Developmental potential of cloned mouse embryos reconstructed by a conventional technique of nuclear injection.

The fact that most of the advances in mouse cloning by nuclear transfer originate from research in a limited number of laboratories demonstrates the complexity of the reported technologies. The development of alternative and more simple techniques of nuclear transfer may therefore be of interest. Furthermore, the preimplantation biology of cloned mouse embryos originating from somatic cells has not yet been studied in detail. In the present study, a modified conventional injection (mCI) technique for cloning mice from somatic cells is described.

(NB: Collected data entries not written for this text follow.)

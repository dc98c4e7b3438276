use criterion::{black_box, criterion_group, criterion_main, Criterion};
use rand::Rng;

use rustatron::feed::{reduce_frame, Frame};
use rustatron::optimizer::AscentOptimizer;
use rustatron::track::ParameterTrack;

fn quadratic(v: [i32; 3]) -> f64 {
    let (f, d2, d3) = (f64::from(v[0]), f64::from(v[1]), f64::from(v[2]));
    -((d2 - 42.0).powi(2) + (d3 - 70.0).powi(2) + (f + 972.0).powi(2)) + 3.0e6
}

pub fn ascent(c: &mut Criterion) {
    c.bench_function("ascent 200 ticks", |b| {
        b.iter(|| {
            let mut opt = AscentOptimizer::with_directions(
                ParameterTrack::new(-1020, -1200, 0, 0.1).unwrap(),
                ParameterTrack::new(-34, -500, 500, 0.1).unwrap(),
                ParameterTrack::new(73, -500, 500, 0.1).unwrap(),
                [1, -1, 1],
                10,
            )
            .unwrap();
            for _ in 0..200 {
                let sample = quadratic(opt.current_values());
                black_box(opt.tick(sample));
            }
            black_box(opt.current_values())
        })
    });
}

pub fn frame_reduction(c: &mut Criterion) {
    let mut rng = rand::thread_rng();
    let frame = Frame {
        width: 256,
        data: (0..256 * 256).map(|_| rng.gen::<u16>()).collect(),
    };
    c.bench_function("median blur + mean 256x256", |b| {
        b.iter(|| black_box(reduce_frame(&frame)))
    });
}

criterion_group!(benches, ascent, frame_reduction);
criterion_main!(benches);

The preimplantation development and morphology of the resulting nuclear transfer embryos in comparison with parthenogenetic embryos and embryos obtained by intracytoplasmic sperm injection (ICSI) under comparable conditions was also studied. Finally, the capacity of nuclear transfer embryos for full-term development was investigated. Eighty-nine per cent of oocytes injected with cumulus cell nuclei under mCI conditions survived and formed zygotes. However, the rate of development of these zygotes to the blastocyst stage was significantly lower (29%) than that of ICSI or parthenogenetic zygotes (95 and 92%, respectively). Cloned blastocysts had a significantly lower mean number of cells in the inner cell mass (9) and trophectoderm (52) and a lower inner cell mass:total cell ratio (14%) than did their counterparts (31, 143 and 18% for ICSI and 21, 92 and 18% for parthenogenetic blastocysts, respectively). This correlated with a significantly higher proportion of dead cells in the cloned blastocysts. The poor quality of cloned blastocysts may explain the low rate of full-term fetal development of somatic mouse clones.